**Task to carry out**
Return the lines below that contain the word "function".

+===+

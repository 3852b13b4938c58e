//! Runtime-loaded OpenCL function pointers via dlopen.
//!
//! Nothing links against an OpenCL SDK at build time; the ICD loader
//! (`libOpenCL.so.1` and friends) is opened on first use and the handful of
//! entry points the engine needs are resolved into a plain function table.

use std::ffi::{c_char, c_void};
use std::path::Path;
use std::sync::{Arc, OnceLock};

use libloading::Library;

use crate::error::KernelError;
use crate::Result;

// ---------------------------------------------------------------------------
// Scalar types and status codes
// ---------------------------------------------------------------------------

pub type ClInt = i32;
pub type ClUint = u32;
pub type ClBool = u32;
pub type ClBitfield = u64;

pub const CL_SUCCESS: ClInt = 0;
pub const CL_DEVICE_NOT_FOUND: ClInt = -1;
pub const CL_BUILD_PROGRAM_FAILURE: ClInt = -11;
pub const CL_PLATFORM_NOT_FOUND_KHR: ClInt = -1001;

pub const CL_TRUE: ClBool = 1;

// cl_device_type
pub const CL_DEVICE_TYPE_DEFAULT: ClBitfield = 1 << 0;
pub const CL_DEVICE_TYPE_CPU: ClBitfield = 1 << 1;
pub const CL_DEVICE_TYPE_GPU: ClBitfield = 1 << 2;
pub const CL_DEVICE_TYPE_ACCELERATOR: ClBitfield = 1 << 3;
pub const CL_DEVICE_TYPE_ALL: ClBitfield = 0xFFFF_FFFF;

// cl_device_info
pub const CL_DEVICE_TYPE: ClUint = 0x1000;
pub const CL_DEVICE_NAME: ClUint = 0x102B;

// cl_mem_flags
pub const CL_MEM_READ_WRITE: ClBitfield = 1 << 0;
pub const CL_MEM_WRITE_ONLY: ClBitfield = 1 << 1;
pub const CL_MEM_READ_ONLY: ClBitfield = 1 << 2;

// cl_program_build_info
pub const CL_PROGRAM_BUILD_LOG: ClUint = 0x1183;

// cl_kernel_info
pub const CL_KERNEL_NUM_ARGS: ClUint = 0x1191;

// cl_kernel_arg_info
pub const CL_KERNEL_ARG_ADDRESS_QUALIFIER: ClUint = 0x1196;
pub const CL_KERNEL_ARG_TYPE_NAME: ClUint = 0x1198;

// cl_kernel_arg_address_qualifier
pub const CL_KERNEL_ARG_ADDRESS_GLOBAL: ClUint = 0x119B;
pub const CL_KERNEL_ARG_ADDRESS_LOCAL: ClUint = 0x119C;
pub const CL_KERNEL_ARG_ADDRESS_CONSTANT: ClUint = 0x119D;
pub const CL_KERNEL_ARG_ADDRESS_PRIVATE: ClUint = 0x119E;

+===+

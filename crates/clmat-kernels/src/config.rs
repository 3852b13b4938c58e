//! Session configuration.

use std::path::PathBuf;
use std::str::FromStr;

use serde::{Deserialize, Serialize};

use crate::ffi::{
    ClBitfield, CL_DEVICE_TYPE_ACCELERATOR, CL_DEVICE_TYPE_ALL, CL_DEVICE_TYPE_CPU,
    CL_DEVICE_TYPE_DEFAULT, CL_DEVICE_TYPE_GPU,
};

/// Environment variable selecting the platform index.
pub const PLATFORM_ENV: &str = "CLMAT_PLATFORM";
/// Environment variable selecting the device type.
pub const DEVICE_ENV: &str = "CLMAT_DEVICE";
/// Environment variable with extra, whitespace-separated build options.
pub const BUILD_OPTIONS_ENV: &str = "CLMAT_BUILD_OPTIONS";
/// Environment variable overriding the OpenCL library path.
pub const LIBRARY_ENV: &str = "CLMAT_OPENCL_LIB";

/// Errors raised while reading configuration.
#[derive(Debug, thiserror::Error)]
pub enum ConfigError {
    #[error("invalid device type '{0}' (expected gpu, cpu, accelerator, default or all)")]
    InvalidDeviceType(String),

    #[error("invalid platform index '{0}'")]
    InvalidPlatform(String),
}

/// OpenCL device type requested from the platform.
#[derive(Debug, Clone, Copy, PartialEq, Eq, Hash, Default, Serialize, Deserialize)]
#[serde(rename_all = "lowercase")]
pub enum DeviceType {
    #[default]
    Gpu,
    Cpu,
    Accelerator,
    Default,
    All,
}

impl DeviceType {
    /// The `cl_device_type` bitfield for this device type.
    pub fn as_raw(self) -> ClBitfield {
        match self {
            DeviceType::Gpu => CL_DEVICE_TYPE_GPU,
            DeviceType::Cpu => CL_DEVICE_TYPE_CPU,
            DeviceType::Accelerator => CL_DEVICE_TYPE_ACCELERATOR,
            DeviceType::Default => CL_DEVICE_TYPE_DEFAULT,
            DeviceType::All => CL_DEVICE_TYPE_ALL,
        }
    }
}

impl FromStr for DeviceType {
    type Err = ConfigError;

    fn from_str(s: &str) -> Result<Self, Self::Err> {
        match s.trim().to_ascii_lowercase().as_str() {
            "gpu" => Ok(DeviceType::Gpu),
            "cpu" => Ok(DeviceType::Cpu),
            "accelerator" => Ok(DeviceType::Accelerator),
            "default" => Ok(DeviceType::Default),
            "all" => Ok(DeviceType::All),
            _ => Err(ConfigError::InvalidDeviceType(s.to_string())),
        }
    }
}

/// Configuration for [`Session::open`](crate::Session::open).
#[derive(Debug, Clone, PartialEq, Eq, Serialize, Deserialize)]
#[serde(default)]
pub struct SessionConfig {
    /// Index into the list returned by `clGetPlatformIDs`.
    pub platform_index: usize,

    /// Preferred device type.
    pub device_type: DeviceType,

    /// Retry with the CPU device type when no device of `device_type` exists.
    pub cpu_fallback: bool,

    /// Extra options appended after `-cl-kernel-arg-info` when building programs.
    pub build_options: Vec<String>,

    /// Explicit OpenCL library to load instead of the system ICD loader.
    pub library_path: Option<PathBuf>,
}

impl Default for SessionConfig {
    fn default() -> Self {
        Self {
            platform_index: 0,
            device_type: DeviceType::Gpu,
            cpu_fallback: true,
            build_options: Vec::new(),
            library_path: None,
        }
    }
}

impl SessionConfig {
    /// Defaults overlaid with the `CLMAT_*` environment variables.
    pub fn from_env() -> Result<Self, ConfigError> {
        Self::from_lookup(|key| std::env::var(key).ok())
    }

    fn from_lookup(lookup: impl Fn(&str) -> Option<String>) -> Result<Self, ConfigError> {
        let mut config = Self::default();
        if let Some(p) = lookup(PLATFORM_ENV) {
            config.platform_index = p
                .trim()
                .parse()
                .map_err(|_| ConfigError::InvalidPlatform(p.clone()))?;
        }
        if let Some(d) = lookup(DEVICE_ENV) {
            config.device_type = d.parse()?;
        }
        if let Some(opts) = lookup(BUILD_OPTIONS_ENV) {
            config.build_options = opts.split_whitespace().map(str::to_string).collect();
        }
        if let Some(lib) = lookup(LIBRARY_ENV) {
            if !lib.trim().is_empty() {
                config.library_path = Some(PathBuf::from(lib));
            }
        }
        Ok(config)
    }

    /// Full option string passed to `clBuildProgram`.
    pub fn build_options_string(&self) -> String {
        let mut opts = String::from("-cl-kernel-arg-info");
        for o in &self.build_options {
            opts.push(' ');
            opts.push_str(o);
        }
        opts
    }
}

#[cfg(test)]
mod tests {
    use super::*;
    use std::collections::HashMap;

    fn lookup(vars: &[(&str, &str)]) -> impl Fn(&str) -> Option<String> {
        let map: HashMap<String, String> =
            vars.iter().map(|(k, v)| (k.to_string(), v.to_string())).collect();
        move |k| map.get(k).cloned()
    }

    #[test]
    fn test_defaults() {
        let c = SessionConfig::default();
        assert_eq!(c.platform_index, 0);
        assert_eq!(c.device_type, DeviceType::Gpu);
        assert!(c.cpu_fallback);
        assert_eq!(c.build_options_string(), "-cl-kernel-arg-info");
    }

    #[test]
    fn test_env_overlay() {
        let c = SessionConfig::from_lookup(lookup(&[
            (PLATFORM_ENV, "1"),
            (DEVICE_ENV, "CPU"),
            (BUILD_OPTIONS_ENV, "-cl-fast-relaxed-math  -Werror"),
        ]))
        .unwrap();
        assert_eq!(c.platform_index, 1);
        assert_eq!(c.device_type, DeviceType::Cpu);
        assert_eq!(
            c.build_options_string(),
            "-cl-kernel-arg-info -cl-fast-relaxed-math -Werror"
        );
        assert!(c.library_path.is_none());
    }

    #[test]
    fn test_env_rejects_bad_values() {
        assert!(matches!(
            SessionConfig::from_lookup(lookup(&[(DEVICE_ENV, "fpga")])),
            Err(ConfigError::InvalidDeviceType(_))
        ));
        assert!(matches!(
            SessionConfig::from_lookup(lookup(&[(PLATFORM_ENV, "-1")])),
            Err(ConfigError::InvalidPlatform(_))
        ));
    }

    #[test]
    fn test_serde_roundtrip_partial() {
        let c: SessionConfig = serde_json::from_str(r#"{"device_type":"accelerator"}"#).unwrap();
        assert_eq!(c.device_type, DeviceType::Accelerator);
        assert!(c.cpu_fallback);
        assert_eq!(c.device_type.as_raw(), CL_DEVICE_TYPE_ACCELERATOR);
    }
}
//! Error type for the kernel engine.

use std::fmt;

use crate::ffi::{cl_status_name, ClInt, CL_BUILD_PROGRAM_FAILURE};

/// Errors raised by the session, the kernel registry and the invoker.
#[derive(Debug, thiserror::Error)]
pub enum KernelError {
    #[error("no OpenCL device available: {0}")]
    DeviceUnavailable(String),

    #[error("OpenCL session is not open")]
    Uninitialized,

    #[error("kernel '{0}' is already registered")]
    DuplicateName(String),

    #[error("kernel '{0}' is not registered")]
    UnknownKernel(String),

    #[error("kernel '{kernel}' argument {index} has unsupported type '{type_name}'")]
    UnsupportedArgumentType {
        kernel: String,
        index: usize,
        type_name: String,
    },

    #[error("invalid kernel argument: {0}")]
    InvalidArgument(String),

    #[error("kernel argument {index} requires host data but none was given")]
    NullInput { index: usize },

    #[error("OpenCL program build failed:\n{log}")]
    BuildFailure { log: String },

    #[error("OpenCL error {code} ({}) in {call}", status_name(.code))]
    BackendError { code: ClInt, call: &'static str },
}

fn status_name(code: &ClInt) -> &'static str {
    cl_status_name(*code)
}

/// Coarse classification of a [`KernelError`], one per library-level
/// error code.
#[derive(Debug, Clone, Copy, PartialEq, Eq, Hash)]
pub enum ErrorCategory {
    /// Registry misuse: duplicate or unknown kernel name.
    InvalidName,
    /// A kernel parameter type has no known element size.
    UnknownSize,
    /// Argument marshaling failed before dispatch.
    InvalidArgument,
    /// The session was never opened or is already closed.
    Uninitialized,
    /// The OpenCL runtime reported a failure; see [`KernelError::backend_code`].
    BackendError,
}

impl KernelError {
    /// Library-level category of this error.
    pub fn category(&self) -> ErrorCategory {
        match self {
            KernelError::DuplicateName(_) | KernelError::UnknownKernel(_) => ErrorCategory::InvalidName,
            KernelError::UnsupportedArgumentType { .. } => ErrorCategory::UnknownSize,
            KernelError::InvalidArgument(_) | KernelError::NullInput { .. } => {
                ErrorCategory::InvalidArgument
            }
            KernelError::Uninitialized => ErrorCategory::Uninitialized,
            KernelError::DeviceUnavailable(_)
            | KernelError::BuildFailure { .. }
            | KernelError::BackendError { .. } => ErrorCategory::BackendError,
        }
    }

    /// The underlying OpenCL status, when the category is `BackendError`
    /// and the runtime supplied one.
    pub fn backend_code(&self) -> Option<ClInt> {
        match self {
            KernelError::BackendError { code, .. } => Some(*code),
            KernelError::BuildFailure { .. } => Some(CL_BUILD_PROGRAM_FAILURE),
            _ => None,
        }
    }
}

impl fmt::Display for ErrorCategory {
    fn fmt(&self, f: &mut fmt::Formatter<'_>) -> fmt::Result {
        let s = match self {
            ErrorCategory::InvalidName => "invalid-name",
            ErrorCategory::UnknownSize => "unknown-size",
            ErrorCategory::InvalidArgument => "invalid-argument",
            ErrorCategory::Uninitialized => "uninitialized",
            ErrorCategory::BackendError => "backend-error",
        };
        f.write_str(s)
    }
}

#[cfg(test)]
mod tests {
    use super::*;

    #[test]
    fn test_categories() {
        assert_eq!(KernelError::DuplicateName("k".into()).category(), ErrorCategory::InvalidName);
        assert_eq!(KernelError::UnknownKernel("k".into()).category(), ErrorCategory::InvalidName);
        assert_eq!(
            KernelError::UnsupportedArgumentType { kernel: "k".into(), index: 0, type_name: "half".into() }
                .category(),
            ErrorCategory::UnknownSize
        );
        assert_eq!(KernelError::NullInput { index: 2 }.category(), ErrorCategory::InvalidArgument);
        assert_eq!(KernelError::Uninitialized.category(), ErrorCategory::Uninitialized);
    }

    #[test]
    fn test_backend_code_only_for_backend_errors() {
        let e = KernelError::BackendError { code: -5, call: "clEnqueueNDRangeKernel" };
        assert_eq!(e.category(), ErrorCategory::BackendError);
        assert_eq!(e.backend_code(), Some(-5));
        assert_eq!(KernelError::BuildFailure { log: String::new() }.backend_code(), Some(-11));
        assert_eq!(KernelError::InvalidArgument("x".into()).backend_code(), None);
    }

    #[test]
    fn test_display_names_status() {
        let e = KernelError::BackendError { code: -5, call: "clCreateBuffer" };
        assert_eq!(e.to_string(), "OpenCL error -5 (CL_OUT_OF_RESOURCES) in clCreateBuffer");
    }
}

+===+

**Response below**
//! Runtime-loaded OpenCL function pointers via dlopen.
//! entry points the engine needs are resolved into a plain function table.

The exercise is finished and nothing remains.